There are some similarities and differences in the trend of curves of specimens with different core materials. Figure 4 show the analysis of the curve of #20-0.37 appearing in both groups of curves. The curve demonstrated the following four stages: (I) linear elastic deformation stage; (II) nonlinear growth stage; (III) instability stage; (IV) plateau/densification stage. In the first stage, the flexural load increases linearly with the increase of displacement. After the linear stage, the curve grows nonlinearly and reaches its peak load (P_cr) 4340 N, with displacement reaching 2.72 mm. After reaching the peak value, the curve enters the instability stage and the flexural load decreases to a certain extent. In the fourth stage, the flexural load–displacement curve enters the plateau stage. The average load P_m of the plateau stage is 3096 N, 1244 N lower than the peak load P_cr.

Figure 5 show the analysis of curves of #10-0.37 and #30-0.37. The curve of #30-0.37 is similar to that of #20-0.37, which can be divided into four stages. The difference is that the curve of #30-0.37 shows an upward trend rather than a platform after experiencing the same first three stages as #20-0.37. There are two differences between the curves of #10-0.37 and #20-0.37. One is that the curve of #10-0.37 finally shows a vertical decline as mentioned earlier, and the other is that the curve of #10-0.37 shows a short platform after reaching the peak load (displacement = 2.86 mm), rather than entering the instability stage immediately. When displacement reaches 4.47 mm, the curve enters the instability stage, showing a downward trend. It can also be seen from Figure 3a that after the instability stage, the increase in the thickness of core material from 10 mm to 20 mm does not increase significantly in the flexural load. When the core material thickness reaches 30 mm, the load increases significantly and continues to rise after the instability stage. The reason for the above situation is that when the thicker aluminum foam is used as the core material, the contribution of the core material to the bending of the sandwich structure becomes greater.

According to Figure 3b, for the specimens with different densities of core materials, the curves of #20-0.57 and #20-0.75 have the same three stages, namely, the linear elastic stage, nonlinear stage and instability stage, as that of #20-0.37. After the instability stage, the curves of the two specimens with higher core material density are different from that of #20-0.37. As shown in Figure 6, the curves of #20-0.57 and #20-0.75 showed an upward trend at first, and then the flexural load fluctuated from falling to rising when the displacement of the two curves reached 13.88 mm and 15.76 mm, respectively. The curve of #20-0.75 finally showed a vertical decline.

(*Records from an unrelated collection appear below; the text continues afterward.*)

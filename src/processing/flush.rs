//! Flush policies
//!
//! A flush policy is a stateless predicate over the buffer length and the
//! time since the last flush. An empty buffer is never flushed.

use std::time::{Duration, Instant};

use crate::error::{CdcError, Result};

/// Decides when the coordinator should flush its buffer
pub trait FlushPolicy: Send {
    /// `true` when the buffer should be flushed now
    fn should_flush(&self, buffered: usize, last_flush: Instant) -> bool;

    /// Hook for stateful variants; the built-in policy has nothing to reset
    fn reset(&mut self) {}
}

/// Flush when the buffer reaches a size threshold or when enough time has
/// passed since the last flush.
#[derive(Debug, Clone)]
pub struct BatchSizeAndTimePolicy {
    batch_size: usize,
    flush_interval: Duration,
}

impl BatchSizeAndTimePolicy {
    pub fn new(batch_size: usize, flush_interval: Duration) -> Result<Self> {
        if batch_size == 0 {
            return Err(CdcError::Configuration(
                "Flush batch size must be at least 1".to_string(),
            ));
        }
        if flush_interval.is_zero() {
            return Err(CdcError::Configuration(
                "Flush interval must be greater than zero".to_string(),
            ));
        }
        Ok(BatchSizeAndTimePolicy {
            batch_size,
            flush_interval,
        })
    }
}

impl FlushPolicy for BatchSizeAndTimePolicy {
    fn should_flush(&self, buffered: usize, last_flush: Instant) -> bool {
        if buffered == 0 {
            return false;
        }
        buffered >= self.batch_size || last_flush.elapsed() >= self.flush_interval
    }
}

#[cfg(test)]
mod tests {
    use super::*;

    #[test]
    fn test_empty_buffer_never_flushes() {
        let policy = BatchSizeAndTimePolicy::new(1, Duration::from_millis(1)).unwrap();
        let last_flush = Instant::now();
        std::thread::sleep(Duration::from_millis(5));
        // Time threshold long exceeded, but the buffer is empty
        assert!(!policy.should_flush(0, last_flush));
    }

    #[test]
    fn test_flushes_at_batch_size() {
        let policy = BatchSizeAndTimePolicy::new(3, Duration::from_secs(60)).unwrap();
        let now = Instant::now();
        assert!(!policy.should_flush(1, now));
        assert!(!policy.should_flush(2, now));
        assert!(policy.should_flush(3, now));
        assert!(policy.should_flush(4, now));
    }

    #[test]
    fn test_flushes_after_interval() {
        let policy = BatchSizeAndTimePolicy::new(100, Duration::from_millis(10)).unwrap();
        let last_flush = Instant::now();
        assert!(!policy.should_flush(1, last_flush));
        std::thread::sleep(Duration::from_millis(15));
        assert!(policy.should_flush(1, last_flush));
    }

    #[test]
    fn test_invalid_parameters_rejected() {
        assert!(BatchSizeAndTimePolicy::new(0, Duration::from_secs(1)).is_err());
        assert!(BatchSizeAndTimePolicy::new(1, Duration::ZERO).is_err());
    }

    #[test]
    fn test_reset_is_a_noop() {
        let mut policy = BatchSizeAndTimePolicy::new(3, Duration::from_secs(60)).unwrap();
        policy.reset();
        assert!(policy.should_flush(3, Instant::now()));
    }
}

The bending stiffness of aluminum foam sandwich panels, R (N·m²), was calculated using the following relationship [37].

$$R=\frac{P_{cr}{l}^3}{{48S}_{\mathit{cr}}},$$

(1)

where P_cr (N) is peak load, l (mm) is the span length and S_cr (mm) is the displacement at a particular peak load. The bending stiffness (R) of all five specimens used in the experiment is shown in

Table 2. Peak load (P_cr), displacement at peak load (S_cr) and bending stiffness (R) of specimens.

Specimens	Pcr (N)	Scr (mm)	R (N·m2)
#10-0.37	3599	2.86	13.42
#20-0.37	4340	2.72	17.02
#30-0.37	5396	2.06	27.94
#20-0.57	5880	2.11	29.73
#20-0.75	6683	1.56	45.70

. According to the calculation, the bending stiffness of #30-0.37 is increased by 64% compared with #20-0.37, which is much higher than the 26% of #20-0.37 compared with #10-0.37. The increase of core density is obvious for the improvement of bending stiffness, and the two increases (0.37 g/cm³–0.57 cm³, 0.57 cm³–0.75 cm³) in density increase the bending stiffness by 74% and 54%, respectively.

The weight of core materials used in #30-0.37 and #20-0.57 are very close; thus, the performance comparison between them is very noteworthy. It can be seen from Table 2 that the peak load and bending stiffness of #20-0.57 are slightly higher than that of #30-0.37, and the difference is within 10%. This indicated that when the weight of the core material is determined, the core material with higher density has better performance than that with greater thickness. This is because the strength of aluminum foam is positively correlated with the index of density, which is generally between 1.5–2.0 [38].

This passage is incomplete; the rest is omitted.